How to keep them better
Whatever olives we buy, we must keep them at home, because it is usually impossible to consume them directly. The way of keeping them at home depends on the type of olives we bought. Thus, we maintain:
• In brine: Character or hit olives. To prepare the brine, pour in salt water slowly. (We test the salt content by sipping a fresh egg in the brine. Salt will be enough as the egg rises to the surface and begins to appear a little out of the water.)
• In the vinegar: The waterfalls (or wizards). We prepare brine just as we did with the engraved or hit olives. Add aromatic lemons and lemons. We make vinegar and we keep our olives there. Olive as long as they stay in the mixture are marinated and they are also called “prozessal”.
• In oil: All olives are preserved in the oil, which plays the role of the insulator. In the oil, the olives swell and lose some of the characteristics they have gained during their maintenance in the brine. The oil can also be combined with brine. In this way, the olives are immersed in the proper brine and covered with a layer of oil to keep the brine clear and not to catch on the surface of the mold.
• On cooling: All olives, after they have been preserved in one of the previous ways, come into cooling for a longer life. However, they can be kept cool and without any other maintenance care.
• In the freezer: The olives are kept in the freezer. The cold keeps them for a half, but makes them softer and less crisp.
Its nutritional value
The two main types of olive are green-sage and black-mature olive. Their nutritional value is different. Rich is the black olive, due to maturity.
• Olives generally – on average – are rich in vitamin A and antioxidant carotenes (1.20 units per piece), vitamin E (0.12 milligrams per piece), which is also antioxidant, and from minerals contain calcium ( 2 milligrams per piece), iron (0.05 milligram in the piece), magnesium (0.80 milligram in the piece), phosphorus (0.65 milligram in the piece), potassium (2 milligrams per piece) and sodium (90 milligram in the piece ).

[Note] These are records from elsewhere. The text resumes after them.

//! # probe-llm
//!
//! Optional language-model assist for UI-probe.
//!
//! The engine never depends on a model: every operation here has a
//! deterministic answer in [`HeuristicStrategy`], and [`AssistedStrategy`]
//! falls back to it per call when the model fails, times out, or the
//! circuit breaker is open.
//!
//! ## Authentication
//!
//! Credentials come from `CLAUDE_CODE_OAUTH_TOKEN`, then the configured API
//! key variable (`ANTHROPIC_API_KEY` by default).

pub mod auth;
mod cache;
mod circuit_breaker;
mod client;
mod mock;
mod strategy;
mod types;

pub use cache::TtlCache;
pub use circuit_breaker::{CircuitBreaker, CircuitState};
pub use client::ClaudeClient;
pub use mock::MockLanguageModel;
pub use strategy::{
    extract_json, interpret_by_text, map_by_similarity, selector_variations, AssistedStrategy,
    ClaudeStrategy, HeuristicStrategy, LanguageModel, ModelValueMapper,
};
pub use types::{Completion, ErrorInterpretation, Model, Usage};
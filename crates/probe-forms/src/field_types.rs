//! Semantic field types and the validation rules they imply

use once_cell::sync::Lazy;
use probe_core::{FieldPolicy, FieldType, ValidationRules};
use regex::Regex;

/// Families applied to name/placeholder/label text, first match wins
static FAMILIES: Lazy<Vec<(FieldType, Regex)>> = Lazy::new(|| {
    [
        (FieldType::Email, r"e-?mail"),
        (FieldType::Password, r"pass(?:word|wd|code)?|\bpwd\b|\bpin\b"),
        (FieldType::Phone, r"phone|\btel\b|mobile|\bcell\b"),
        (
            FieldType::Name,
            r"\b(?:first|last|full|given|family|sur|display)?[_ ]?name\b|\b[fl]name\b",
        ),
        (
            FieldType::Address,
            r"address|street|\bcity\b|\bzip\b|postal|postcode|\bstate\b|country",
        ),
        (FieldType::Url, r"\burl\b|website|homepage"),
        (FieldType::Number, r"\b(?:age|qty|quantity|amount|count|number|num)\b"),
    ]
    .into_iter()
    .map(|(ty, pattern)| (ty, Regex::new(pattern).expect("valid regex")))
    .collect()
});

static STRONG_CONTEXT: Lazy<Regex> =
    Lazy::new(|| Regex::new(r"(?i)\b(?:strong|secure|confirm)").expect("valid regex"));

static CONFIRMATION: Lazy<Regex> =
    Lazy::new(|| Regex::new(r"(?i)confirm|repeat|again|verify|re-?enter|_2$").expect("valid regex"));

/// Infer the semantic type of a field.
///
/// Explicit non-generic declared types pass through untouched; a generic
/// `text` input is refined from its name, placeholder and label.
pub fn infer_field_type(declared: &str, descriptive_text: &str) -> FieldType {
    let declared_type = FieldType::from_declared(declared);
    if !declared_type.is_generic() {
        return declared_type;
    }
    let text = descriptive_text.to_lowercase();
    FAMILIES
        .iter()
        .find(|(_, re)| re.is_match(&text))
        .map(|(ty, _)| ty.clone())
        .unwrap_or(declared_type)
}

/// Validation rules and content policy for a field, deterministic in its inputs.
///
/// `context` is goal plus field text; it decides password strength.
pub fn validation_for(
    field_type: &FieldType,
    field_name: &str,
    required: bool,
    context: &str,
) -> (ValidationRules, Option<FieldPolicy>) {
    let mut rules = ValidationRules {
        required,
        ..ValidationRules::default()
    };
    let mut policy = None;

    match field_type {
        FieldType::Email => {
            rules.pattern = Some(r"^[^@\s]+@[^@\s]+\.[^@\s]+$".to_string());
        }
        FieldType::Password => {
            rules.min_length = Some(8);
            let mut p = if STRONG_CONTEXT.is_match(context) {
                FieldPolicy::strong()
            } else {
                FieldPolicy::default()
            };
            if CONFIRMATION.is_match(field_name) {
                p.must_match = Some("password".to_string());
            }
            if p != FieldPolicy::default() {
                policy = Some(p);
            }
        }
        FieldType::Phone => {
            rules.min_length = Some(7);
            rules.pattern = Some(r"^[+()\d\s.-]{7,}$".to_string());
        }
        FieldType::Url => {
            rules.pattern = Some(r"^https?://\S+$".to_string());
        }
        FieldType::Name => {
            rules.min_length = Some(1);
            rules.max_length = Some(100);
        }
        FieldType::Date => {
            rules.pattern = Some(r"^\d{4}-\d{2}-\d{2}$".to_string());
        }
        FieldType::Number => {
            rules.pattern = Some(r"^-?\d+(?:\.\d+)?$".to_string());
        }
        _ => {}
    }
    (rules, policy)
}

#[cfg(test)]
mod tests {
    use super::*;

    #[test]
    fn test_explicit_types_pass_through() {
        assert_eq!(infer_field_type("email", "whatever"), FieldType::Email);
        assert_eq!(infer_field_type("password", "email"), FieldType::Password);
        assert_eq!(infer_field_type("checkbox", "phone"), FieldType::Checkbox);
    }

    #[test]
    fn test_generic_types_are_refined() {
        assert_eq!(infer_field_type("text", "user_email Email address"), FieldType::Email);
        assert_eq!(infer_field_type("", "pwd"), FieldType::Password);
        assert_eq!(infer_field_type("text", "Mobile number"), FieldType::Phone);
        assert_eq!(infer_field_type("text", "first_name"), FieldType::Name);
        assert_eq!(infer_field_type("text", "Street"), FieldType::Address);
        assert_eq!(infer_field_type("text", "Your website"), FieldType::Url);
        assert_eq!(infer_field_type("text", "age"), FieldType::Number);
        assert_eq!(infer_field_type("text", "favourite colour"), FieldType::Text);
    }

    #[test]
    fn test_username_is_not_a_person_name() {
        assert_eq!(infer_field_type("text", "username"), FieldType::Text);
    }

    #[test]
    fn test_password_rules() {
        let (rules, policy) = validation_for(&FieldType::Password, "password", true, "log in");
        assert_eq!(rules.min_length, Some(8));
        assert!(rules.required);
        assert!(policy.is_none());

        let (_, policy) = validation_for(&FieldType::Password, "password", true, "use a strong password");
        assert_eq!(policy, Some(FieldPolicy::strong()));

        let (_, policy) = validation_for(&FieldType::Password, "confirm_password", false, "Confirm password");
        let policy = policy.unwrap();
        assert!(policy.require_symbol);
        assert_eq!(policy.must_match.as_deref(), Some("password"));
    }

    #[test]
    fn test_rules_are_deterministic() {
        let a = validation_for(&FieldType::Email, "email", false, "");
        let b = validation_for(&FieldType::Email, "email", false, "");
        assert_eq!(a, b);
        assert!(a.0.pattern.is_some());
    }
}
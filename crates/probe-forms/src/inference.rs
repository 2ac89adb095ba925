//! Goal-directed form selection and schema inference

use crate::field_types::{infer_field_type, validation_for};
use probe_core::config::InferenceConfig;
use probe_core::{
    DomSnapshot, FieldType, FormFieldSchema, FormSchema, FormSnapshot, ProbeError, Result,
    SubmitDescriptor,
};
use serde::{Deserialize, Serialize};
use tracing::{debug, instrument, warn};

const BASE_SCORE: f64 = 0.5;
const NAME_MATCH: f64 = 0.3;
const SUBMIT_MATCH: f64 = 0.2;
const FIELD_OVERLAP: f64 = 0.2;
const PER_FIELD: f64 = 0.05;
const FIELD_CAP: f64 = 0.2;
const PER_REQUIRED: f64 = 0.1;
const REQUIRED_CAP: f64 = 0.15;
const EMAIL_BONUS: f64 = 0.1;
const PASSWORD_BONUS: f64 = 0.1;

/// Highest score any form can reach; confidence is score over this
pub const MAX_SCORE: f64 = BASE_SCORE
    + NAME_MATCH
    + SUBMIT_MATCH
    + FIELD_OVERLAP
    + FIELD_CAP
    + REQUIRED_CAP
    + EMAIL_BONUS
    + PASSWORD_BONUS;

/// What the user is trying to do with a form
#[derive(Debug, Clone, Copy, PartialEq, Eq, Hash, Serialize, Deserialize)]
#[serde(rename_all = "lowercase")]
pub enum GoalCategory {
    Signup,
    Login,
    Checkout,
    Newsletter,
    Contact,
    Search,
}

impl GoalCategory {
    /// Detection order; the first category with a keyword in the text wins
    pub const ALL: [GoalCategory; 6] = [
        Self::Signup,
        Self::Login,
        Self::Checkout,
        Self::Newsletter,
        Self::Contact,
        Self::Search,
    ];

    pub fn keywords(&self) -> &'static [&'static str] {
        match self {
            Self::Signup => &["signup", "sign up", "sign-up", "register", "registration", "create account", "join"],
            Self::Login => &["login", "log in", "log-in", "signin", "sign in", "sign-in", "auth"],
            Self::Checkout => &["checkout", "check out", "payment", "billing", "shipping", "order", "purchase", "cart"],
            Self::Newsletter => &["newsletter", "subscribe", "subscription", "mailing"],
            Self::Contact => &["contact", "message", "feedback", "support", "enquiry", "inquiry"],
            Self::Search => &["search", "find", "query", "lookup"],
        }
    }

    fn submit_words(&self) -> &'static [&'static str] {
        match self {
            Self::Signup => &["sign up", "register", "create", "join", "get started"],
            Self::Login => &["log in", "login", "sign in", "continue"],
            Self::Checkout => &["pay", "place order", "buy", "checkout", "purchase", "complete order"],
            Self::Newsletter => &["subscribe", "sign up", "join"],
            Self::Contact => &["send", "submit", "contact"],
            Self::Search => &["search", "go", "find"],
        }
    }

    pub fn expected_fields(&self) -> &'static [&'static str] {
        match self {
            Self::Signup => &["email", "password", "name", "username", "confirm", "first", "last"],
            Self::Login => &["email", "username", "user", "password", "login"],
            Self::Checkout => &["email", "address", "city", "zip", "card", "cvv", "expiry", "name", "phone", "country"],
            Self::Newsletter => &["email", "name"],
            Self::Contact => &["name", "email", "message", "subject", "phone"],
            Self::Search => &["search", "q", "query", "keyword"],
        }
    }

    pub fn detect(text: &str) -> Option<Self> {
        let text = text.to_lowercase();
        Self::ALL
            .into_iter()
            .find(|cat| cat.keywords().iter().any(|k| text.contains(k)))
    }

    fn expects(&self, field: &str) -> bool {
        self.expected_fields().contains(&field)
    }
}

/// Caller-supplied context for inference
#[derive(Debug, Clone, Default, Serialize, Deserialize)]
pub struct InferenceContext {
    pub goal: String,
    #[serde(default)]
    pub hints: Vec<String>,
}

impl InferenceContext {
    pub fn new(goal: impl Into<String>) -> Self {
        Self {
            goal: goal.into(),
            hints: Vec::new(),
        }
    }

    fn text(&self) -> String {
        std::iter::once(self.goal.as_str())
            .chain(self.hints.iter().map(String::as_str))
            .collect::<Vec<_>>()
            .join(" ")
    }
}

/// Chosen form, its schema and how sure we are
#[derive(Debug, Clone, PartialEq, Serialize, Deserialize)]
pub struct InferredForm {
    pub schema: FormSchema,
    /// Heuristic certainty in `[0, 1]`
    pub confidence: f64,
    pub category: Option<GoalCategory>,
    /// Index of the winning form in the snapshot
    pub form_index: usize,
}

fn tokens(text: &str) -> Vec<String> {
    // split camelCase before lower-casing so "firstName" yields "first"
    let mut spaced = String::with_capacity(text.len());
    let mut prev_lower = false;
    for c in text.chars() {
        if c.is_uppercase() && prev_lower {
            spaced.push(' ');
        }
        prev_lower = c.is_lowercase();
        spaced.push(c);
    }
    spaced
        .to_lowercase()
        .split(|c: char| !c.is_alphanumeric())
        .filter(|t| !t.is_empty())
        .map(String::from)
        .collect()
}

fn contains_keyword(haystack: &str, keywords: &[&str]) -> bool {
    let squashed: String = haystack.chars().filter(|c| !c.is_whitespace()).collect();
    keywords.iter().any(|k| {
        let k_squashed: String = k.chars().filter(|c| !c.is_whitespace()).collect();
        haystack.contains(k) || squashed.contains(&k_squashed)
    })
}

/// Score one form against a goal category
pub fn score_form(form: &FormSnapshot, category: Option<GoalCategory>) -> f64 {
    let mut score = BASE_SCORE;

    let identity = [
        form.name.as_deref(),
        form.id.as_deref(),
        form.action.as_deref(),
        Some(form.selector.as_str()),
    ]
    .iter()
    .flatten()
    .copied()
    .collect::<Vec<_>>()
    .join(" ")
    .to_lowercase();
    let submit_text = form.submit_text.as_deref().unwrap_or("").to_lowercase();
    let field_words: Vec<String> = form
        .fields
        .iter()
        .flat_map(|f| {
            let mut words = tokens(&f.name);
            if let Some(label) = &f.label {
                words.extend(tokens(label));
            }
            words
        })
        .collect();

    if let Some(cat) = category {
        if contains_keyword(&identity, cat.keywords()) {
            score += NAME_MATCH;
        }
        if !submit_text.is_empty() && contains_keyword(&submit_text, cat.submit_words()) {
            score += SUBMIT_MATCH;
        }
        if field_words.iter().any(|w| cat.expects(w)) {
            score += FIELD_OVERLAP;
        }
    }

    score += (PER_FIELD * form.fields.len() as f64).min(FIELD_CAP);
    let required = form.fields.iter().filter(|f| f.required).count();
    score += (PER_REQUIRED * required as f64).min(REQUIRED_CAP);

    let has_type = |wanted: FieldType| {
        form.fields.iter().any(|f| {
            let text = format!("{} {}", f.name, f.label.as_deref().unwrap_or(""));
            infer_field_type(&f.field_type, &text) == wanted
        })
    };
    if has_type(FieldType::Email) {
        score += EMAIL_BONUS;
    }
    if has_type(FieldType::Password) {
        score += PASSWORD_BONUS;
    }
    score
}

/// Build the schema for one form snapshot
pub fn build_schema(form: &FormSnapshot, context_text: &str) -> FormSchema {
    let fields = form
        .fields
        .iter()
        .filter(|f| !matches!(f.field_type.to_lowercase().as_str(), "submit" | "button" | "reset" | "image"))
        .map(|f| {
            let descriptive = [
                Some(f.name.as_str()),
                f.placeholder.as_deref(),
                f.label.as_deref(),
            ]
            .iter()
            .flatten()
            .copied()
            .collect::<Vec<_>>()
            .join(" ");
            let inferred_type = infer_field_type(&f.field_type, &descriptive);
            let policy_context = format!("{} {}", context_text, descriptive);
            let (validation, policy) =
                validation_for(&inferred_type, &f.name, f.required, &policy_context);
            FormFieldSchema {
                name: f.name.clone(),
                label: f.label.clone(),
                inferred_type,
                selector: f.selector.clone(),
                required: f.required,
                validation,
                policy,
            }
        })
        .collect();

    FormSchema {
        name: form.name.clone().or_else(|| form.id.clone()),
        selector: form.selector.clone(),
        fields,
        submit: SubmitDescriptor {
            selector: form.submit_selector.clone(),
            text: form.submit_text.clone(),
        },
    }
}

/// Picks the form a goal is about and infers its schema
pub struct FormInferenceEngine {
    config: InferenceConfig,
}

impl Default for FormInferenceEngine {
    fn default() -> Self {
        Self::new(InferenceConfig::default())
    }
}

impl FormInferenceEngine {
    pub fn new(config: InferenceConfig) -> Self {
        Self { config }
    }

    /// Choose the best form for `context` and infer its schema.
    ///
    /// Fails only when the page has no forms. Low confidence is a warning.
    #[instrument(skip(self, snapshot), fields(forms = snapshot.forms.len()))]
    pub fn infer(&self, snapshot: &DomSnapshot, context: &InferenceContext) -> Result<InferredForm> {
        if snapshot.forms.is_empty() {
            return Err(ProbeError::FormInference(format!(
                "no forms found on {}",
                if snapshot.url.is_empty() { "page" } else { snapshot.url.as_str() }
            )));
        }

        let text = context.text();
        let category = GoalCategory::detect(&text);

        let mut best: Option<(usize, f64)> = None;
        for (idx, form) in snapshot.forms.iter().enumerate() {
            let score = score_form(form, category);
            debug!(form = idx, score, "Scored form");
            // strict comparison keeps the earliest form on ties
            if best.map_or(true, |(_, s)| score > s) {
                best = Some((idx, score));
            }
        }
        let (form_index, score) = best.unwrap_or((0, BASE_SCORE));
        let confidence = (score / MAX_SCORE).clamp(0.0, 1.0);

        if confidence < self.config.low_confidence_threshold {
            warn!(
                confidence,
                threshold = self.config.low_confidence_threshold,
                "Low confidence form match; returning best effort"
            );
        }

        Ok(InferredForm {
            schema: build_schema(&snapshot.forms[form_index], &text),
            confidence,
            category,
            form_index,
        })
    }
}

• Olives are not forbidden by any diet. But they are rich in fat and give enough energy (100 calories or about 10 olives). Because they are easily eaten and appetizing, they can easily lose control and overcome the measure. Olives are limited to cases of hypertension and gastro-peptic problems (ulcer, gastritis, esophagitis).
The olive tree has little secrets, which will be well watched by those who cook:
• Olives, when placed alone on a plate, are offered with the stump.
• When the olives are mixed with other materials, e.g. with vegetables in the risotto, should not have a pimple.
• The olives are cut into slices or slices when they are in liquid, otherwise they are dried and dehydrated. The liquid may be brine or water with vinegar or lemon. These olives are of inferior quality to the whole, because the slices come from different types of olives.
• The best environment for the olive is oily. For example, the olive “seated” between the melted pizza cheese is, we would say, in its natural place.
• The olive has porous flesh with high absorbency in smells. For this reason it is flavored with fennel, tarragon, onion, peppers or lemon peel. For the same reason in the refrigerator it must be in an airtight jar, otherwise it will “suck” the smell of other foods.
• At high temperature for a long time starts and bitters. That’s why we put it in cooking for a maximum of 15 minutes before we remove the food from the fire.